The IBNR dataset has 21 columns and 2,477,886 rows.

In a traditional reserving exercise this would have been summarised as a 10 x 10 triangle ie 50 rows. We have far more rows of data and far more that we did for the RBNS dataset.

Again the the same 3 principles apply to the IBNR row count. However this will lead to many more rows of data because we are training two models and the claim frequency model will require a row for every past policy exposure period and of course there should be orders of magnitude more exposure rows than claim rows!

13.3.5 Summary

I’ve deliberately rushed through the creation of the datasets so we can see the end output shown above. Interested readers are encourage to revisit and review the RBNS and IBNER data creation process to gain a deeper understanding. In doing so they will be better placed to adapt the code provided to their own circumstances.

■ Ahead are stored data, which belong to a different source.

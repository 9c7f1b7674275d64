use axum::{
    http::{header, StatusCode},
    response::{IntoResponse, Response},
    Json,
};
use serde_json::Value;

use crate::versioning::media_type::MediaType;

/// The success response for every versioned action.
///
/// When a media type is forced it becomes the `Content-Type`, whatever the
/// body serializer chose. A missing body yields a bare 200.
pub fn respond_ok(forced: Option<&MediaType>, body: Option<Value>) -> Response {
    let mut response = match body {
        Some(body) => (StatusCode::OK, Json(body)).into_response(),
        None => StatusCode::OK.into_response(),
    };

    if let Some(media) = forced {
        tracing::trace!(content_type = %media, "Forcing negotiated content type");
        response
            .headers_mut()
            .insert(header::CONTENT_TYPE, media.header_value());
    }

    response
}
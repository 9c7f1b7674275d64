use api_version_accept::api::common::tracing::{
    make_custom_span, on_custom_failure, on_custom_request, on_custom_response,
};
use api_version_accept::api::create_api_router;
use api_version_accept::settings::Settings;
use api_version_accept::system::create_system_router;

use axum::routing::get;
use axum::Router;
use axum_prometheus::PrometheusMetricLayer;
use tower_http::cors::CorsLayer;
use tower_http::trace::TraceLayer;
use tracing_subscriber::layer::SubscriberExt;
use tracing_subscriber::util::SubscriberInitExt;

#[tokio::main]
async fn main() -> anyhow::Result<()> {
    dotenv::dotenv().ok();

    tracing_subscriber::registry()
        .with(
            tracing_subscriber::EnvFilter::try_from_default_env()
                .unwrap_or_else(|_| "api_version_accept=debug,tower_http=debug".into()),
        )
        .with(tracing_subscriber::fmt::layer())
        .init();

    let settings = Settings::from_env()?;
    tracing::debug!(?settings, "Loaded settings");

    // Versioning problems are deploy defects: refuse to serve.
    let api_router = create_api_router(&settings).await?;

    let (prometheus_layer, metric_handle) = PrometheusMetricLayer::pair();

    let app = Router::new()
        .merge(api_router)
        .merge(create_system_router())
        .route("/metrics", get(|| async move { metric_handle.render() }))
        .layer(CorsLayer::permissive())
        .layer(
            TraceLayer::new_for_http()
                .make_span_with(make_custom_span)
                .on_request(on_custom_request)
                .on_response(on_custom_response)
                .on_failure(on_custom_failure),
        )
        .layer(prometheus_layer);

    let listener = tokio::net::TcpListener::bind(settings.bind_address()).await?;

    tracing::info!("listening on {}", listener.local_addr()?);

    axum::serve(listener, app).await?;

    Ok(())
}
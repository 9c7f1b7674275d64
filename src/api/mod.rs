//! Resources exposed by the server and the router that serves them.

pub mod common;
pub mod users;

use std::sync::Arc;

use axum::Router;

use crate::settings::Settings;
use crate::versioning::ApiVersioning;

/// Creates the router for every versioned resource.
#[tracing::instrument(name = "create_api_router", skip(settings))]
pub async fn create_api_router(settings: &Settings) -> anyhow::Result<Router> {
    tracing::info!(
        strict_transforms = settings.strict_transforms,
        "Creating versioned API router"
    );

    let user_store = Arc::new(users::seed_store().await?);
    let (user, user_transforms) = users::user_resource(user_store);

    let router = ApiVersioning::new()
        .strict_transforms(settings.strict_transforms)
        .resource(user)
        .transforms(user_transforms)
        .build()?;

    Ok(router)
}
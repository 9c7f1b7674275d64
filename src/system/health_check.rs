use axum::http::StatusCode;
use axum::response::IntoResponse;

pub async fn health_check() -> impl IntoResponse {
    (StatusCode::OK, "OK")
}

The above code can be wrapped into a series of functions which, given a joined policy and claim dataset and a valuation date, will return the reserving datasets needed for machine learning. In notebook 3 of this series we will create and use such functions prior to fitting a machine learning model to the training data and then use it to make reserve predictions.

13.4 Modelling and analysing the data

In this section we step through the process to apply machine learning techniques in order to create reserve estimates following the techniques set out in sections 3 and 4 of Baudry’s paper.

13.4.1 Model build

I will use the xgboost R machine learning package to build the models. In Baudry’s original paper he used the extraTrees package; a variant upon RandomForests.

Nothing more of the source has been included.